‘Ghost Fleet’ Review: A Quest to End Slavery at Sea

The most caustic sequence in “Ghost Fleet” comes at the end, when a montage runs chronologically backward to follow a fish from a plate back to the water. This documentary, directed by Shannon Service and Jeffrey Waldron, describes how trafficking networks trick Southeast Asian migrant workers into lives of forced labor aboard ships to satisfy the demands of Thailand’s sprawling seafood industry. (Service reported on the issue for National Public Radio in 2012.)

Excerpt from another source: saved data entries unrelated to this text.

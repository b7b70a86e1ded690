//! Utility functions shared across the archive engine.
//!
//! This module provides reusable utilities for:
//!
//! - **Content hashing**: the deterministic 32-bit hash used for derived
//!   item identities and over-long archive file names
//! - **Atomic file writes**: write-to-temp-then-rename persistence so a
//!   crashed commit never clobbers the previous generation
//!
//! # Examples
//!
//! ```
//! use feedvault::util::{content_hash, derived_id};
//!
//! let h = content_hash("some title");
//! assert_eq!(h, content_hash("some title")); // stable across runs
//!
//! let id = derived_id("A title", "A description", "");
//! assert!(id.starts_with("hash:"));
//! ```

mod fs;
mod hash;

pub use fs::atomic_write;
pub use hash::{content_hash, derived_id};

The movie primarily observes Patima Tungpuchayakul, a labor activist in Thailand seeking to rescue the fishermen and obtain compensation for them. She travels to Indonesia looking for men who have escaped the boats and information about the offending fishing companies. In some cases the men she encounters spent years at sea before breaking free.

We’re told that the sort of nosing around Tungpuchayakul engages in can get you killed. In the eeriest sequence, filmed at night, she and her colleagues discover a secret fishing outpost the men have told her about. The film also includes harrowing testimony from survivors. One man describes swimming to retrieve the head of a friend who was decapitated by a rope on the boat. “I thought he should have a full body even though he was dead,” he says.

Re-enactment footage acts as visual padding that dilutes the words’ power. “Ghost Fleet” hits its marks as advocacy, but editing might have put more emphasis on the individual men, added further detail about the illicit networks or tracked Tungpuchayakul’s journey in a more focused and suspenseful manner.

Ghost Fleet
Not rated. In Thai, Bahasa, Khmer and English, with English subtitles. Running time: 1 hour 30 minutes.